2012 brought in the highest number of responses - 3,535 in total. Part of this was that for the first time the survey asked direct questions of authors, both those traditionally published, and self-published. Unsurprisingly the numbers who had read digitally had risen to 90%, with an even split between those reading on digital readers and tablets. By far the vast majority were using Amazon as their e-book vendor. Needless to say 55% were now concerned by the perceived dominance in the field of “one or two global companies”. In terms of digital growth, the e-book was still way out in front, and there had been a shift in the proportion of digital sales companies were seeing: more than a third were now reporting double-digit e-sales.

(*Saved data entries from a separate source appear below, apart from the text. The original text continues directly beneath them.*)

//! License facts read from the store.

use chrono::NaiveDate;
use licensekit_config::ConfigStore;

/// Key names consulted in the license section.
pub mod keys {
    pub const ACCEPTED_SERIAL_NUMBER: &str = "AcceptedSerialNumber";
    pub const BLACKLISTED_SERIAL_NUMBER: &str = "BlackListedSerialNumber";
    pub const ACCEPTED_ACTIVATION_CODE: &str = "AcceptedActivationCode";
    pub const USER_NAME: &str = "UserName";
    pub const EMAIL: &str = "EMail";
    pub const EXP_DATE: &str = "ExpDate";
    pub const MAX_BUILD_DATE: &str = "MaxBuildDate";
    pub const TIME_LIMIT: &str = "TimeLimit";
    pub const KEY_HWID: &str = "KeyHWID";
    pub const MY_HWID: &str = "MyHWID";
    pub const USER_DATA: &str = "UserData";
    pub const ACTIVATION_URL: &str = "ActivationUrl";
    pub const PRODUCT_CODE: &str = "ProductCode";
}

/// Serial accepted when the store does not name one.
pub const DEFAULT_ACCEPTED_SERIAL: &str = "serialnumber";

/// Activation code accepted when the store does not name one.
pub const DEFAULT_ACTIVATION_CODE: &str = "activationcode";

/// Upper bound of the running-time limit, in minutes.
pub const MAX_RUNNING_TIME: i64 = 255;

/// Snapshot of every license fact in the store.
///
/// `None` always means "not configured", which is never the same as an
/// empty or zero value: an absent expiration date enforces no expiry.
#[derive(Debug, Clone, Default, PartialEq, Eq)]
pub struct LicenseFacts {
    pub accepted_serial: Option<String>,
    pub blacklisted_serial: Option<String>,
    pub accepted_activation_code: Option<String>,
    pub user_name: Option<String>,
    pub email: Option<String>,
    pub expiration_date: Option<NaiveDate>,
    pub max_build_date: Option<NaiveDate>,
    /// Minutes, already clamped to `0..=255`.
    pub running_time_limit: Option<u8>,
    pub key_hwid: Option<String>,
    pub my_hwid: Option<String>,
    /// Hex text exactly as stored; decoded on demand.
    pub user_data: Option<String>,
}

impl LicenseFacts {
    /// Reads every fact from the store's bound section.
    #[must_use]
    pub fn from_store(store: &ConfigStore) -> Self {
        let text = |key: &str| store.lookup(key).map(str::to_string);
        Self {
            accepted_serial: text(keys::ACCEPTED_SERIAL_NUMBER),
            blacklisted_serial: text(keys::BLACKLISTED_SERIAL_NUMBER),
            accepted_activation_code: text(keys::ACCEPTED_ACTIVATION_CODE),
            user_name: text(keys::USER_NAME),
            email: text(keys::EMAIL),
            expiration_date: store.lookup_date(keys::EXP_DATE),
            max_build_date: store.lookup_date(keys::MAX_BUILD_DATE),
            running_time_limit: store
                .lookup_bounded_int(keys::TIME_LIMIT, 0, MAX_RUNNING_TIME)
                .and_then(|v| u8::try_from(v).ok()),
            key_hwid: text(keys::KEY_HWID),
            my_hwid: text(keys::MY_HWID),
            user_data: text(keys::USER_DATA),
        }
    }

    /// The serial that counts as accepted.
    #[must_use]
    pub fn accepted_serial(&self) -> &str {
        self.accepted_serial
            .as_deref()
            .unwrap_or(DEFAULT_ACCEPTED_SERIAL)
    }

    /// The activation code that counts as accepted.
    #[must_use]
    pub fn accepted_activation_code(&self) -> &str {
        self.accepted_activation_code
            .as_deref()
            .unwrap_or(DEFAULT_ACTIVATION_CODE)
    }

    /// Returns true if the key is bound to a hardware id other than this
    /// machine's.
    ///
    /// A key without `KeyHWID` is not bound and never mismatches. A bound
    /// key mismatches when `MyHWID` is unset.
    #[must_use]
    pub fn hwid_mismatch(&self) -> bool {
        self.key_hwid
            .as_deref()
            .is_some_and(|key| Some(key) != self.my_hwid.as_deref())
    }
}
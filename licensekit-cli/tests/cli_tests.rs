mod common;

use clap::Parser;
use common::{license_file, run_cli};
use licensekit_cli::{Args, Command};
use pretty_assertions::assert_eq;

const LICENSE: &str = "\
[TestLicense]
AcceptedSerialNumber=ABC123
AcceptedActivationCode=code-1
UserName=Jane Doe
MyHWID=machine-7

[Other]
AcceptedSerialNumber=XYZ
";

#[test]
fn parses_subcommands() {
    let args = Args::try_parse_from(["licensekit", "-l", "x.ini", "offline-activation", "c"]).unwrap();
    assert_eq!(args.command, Command::OfflineActivation { code: "c".into() });
    assert_eq!(args.section, "TestLicense");
    assert!(!args.verbose);
}

#[test]
fn check_prints_report() {
    let (_dir, path) = license_file(LICENSE);
    let out = run_cli(&["--license", path.to_str().unwrap(), "check", "ABC-123"]).unwrap();
    let report: serde_json::Value = serde_json::from_str(&out).unwrap();
    assert_eq!(report["bits"], 0);
    assert_eq!(report["state"], serde_json::json!([]));
    assert_eq!(report["user_name"], "Jane Doe");
}

#[test]
fn check_rejected_serial() {
    let (_dir, path) = license_file(LICENSE);
    let out = run_cli(&["--license", path.to_str().unwrap(), "check", "nope"]).unwrap();
    let report: serde_json::Value = serde_json::from_str(&out).unwrap();
    assert_eq!(report["bits"], 2);
    assert_eq!(report["user_name"], "");
}

#[test]
fn section_flag_selects_section() {
    let (_dir, path) = license_file(LICENSE);
    let out = run_cli(&[
        "--license",
        path.to_str().unwrap(),
        "--section",
        "Other",
        "check",
        "XYZ",
    ])
    .unwrap();
    let report: serde_json::Value = serde_json::from_str(&out).unwrap();
    assert_eq!(report["bits"], 0);
}

#[test]
fn hwid_prints_store_value() {
    let (_dir, path) = license_file(LICENSE);
    let out = run_cli(&["--license", path.to_str().unwrap(), "hwid"]).unwrap();
    assert_eq!(out, "machine-7\n");
}

#[test]
fn activate_and_deactivate() {
    let (_dir, path) = license_file(LICENSE);
    let path = path.to_str().unwrap();
    assert_eq!(run_cli(&["-l", path, "activate", "code-1"]).unwrap(), "ABC123\n");
    assert_eq!(run_cli(&["-l", path, "deactivate", "ABC123"]).unwrap(), "deactivated\n");

    let err = run_cli(&["-l", path, "activate", "code-2"]).unwrap_err();
    assert!(format!("{err:#}").contains("bad activation code"));
}

#[test]
fn offline_requests() {
    let (_dir, path) = license_file(LICENSE);
    let path = path.to_str().unwrap();
    let out = run_cli(&["-l", path, "offline-activation", "code-1"]).unwrap();
    assert!(!out.trim().is_empty());
    assert!(run_cli(&["-l", path, "offline-activation", "bad code"]).is_err());
    assert!(run_cli(&["-l", path, "offline-deactivation", "ABC123"]).is_ok());
}

#[test]
fn missing_license_file_uses_defaults() {
    let dir = tempfile::tempdir().unwrap();
    let path = dir.path().join("absent.ini");
    let out = run_cli(&["-l", path.to_str().unwrap(), "activate", "activationcode"]).unwrap();
    assert_eq!(out, "serialnumber\n");
}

Meanwhile, more than 300 authors responded to the author sections with almost half of those traditionally published authors indicating that they had contemplated self-publishing in the future. Self-published authors tended to be more satisfied with their publishing experiences, and yet only a minority of those surveyed had sold more than 1,000 copies of their books.

Last year’s survey (2013) received responses from 2,935 individuals. Of the publishers surveyed, for the first time the majority of respondents reported that digital was more than 10% of their business, with e-books by far the biggest category within that. Publishers continued to be bullish about how digital would re-shape their businesses, with two-fifths expecting digital to improve revenue and profits, and growing acceptance that both subscription and bundling could become viable business models in the future. Interestingly, discoverability emerged as one of two of the biggest hindrances to digital content sales listed by a third of publisher respondents as a problem—it has risen in importance in every survey we’ve done gradually overtaking other concerns around ‘consumers not being ready’, ‘poor technology’, ‘price’, or ‘lack of internal resources’. The biggest concern in 2013 though was ‘customers wanting free’. Of course, 90% of the respondents were now reading digitally, with most reading on the Kindle, or an iPad. Amazon had a 75% share of sales, ahead by some margin of Apple, which took just 15% of all purchases. Kobo was in third, with Google and Nook the other players.

Of the traditionally published authors who responded, there was a slight increase in those who were contemplating self-publishing. Of these traditionally published author respondents, 52% rated their publisher experiences at 6 or above (10 being the highest rating), 10 percentage points lower than in 2012’s survey. For self-publishers 70% rated their experience at 6 or above, though only 45% reported sales above 1,000 copies.

It’s early days but 2014’s survey shows a continuance of many of these recent shifts. E-books continue to grow, but enhanced and book apps are falling in prominence among publishers' digital sales. Perceptions of future growth have tempered: 24% of respondents expect digital sales to reach 50% of business by 2020, down from the 29% who thought so last year and the 32% the year before. The vast majority still think the digital transition will be good for both revenue and profits. More authors are thinking about self-publishing. And of course, nearly all of us have now read and bought an e-book.


The question I’m most looking forward to seeing responses to: Do you think the sector is prepared for the next stage in the digital revolution? Currently, almost half of respondents say, ‘no’.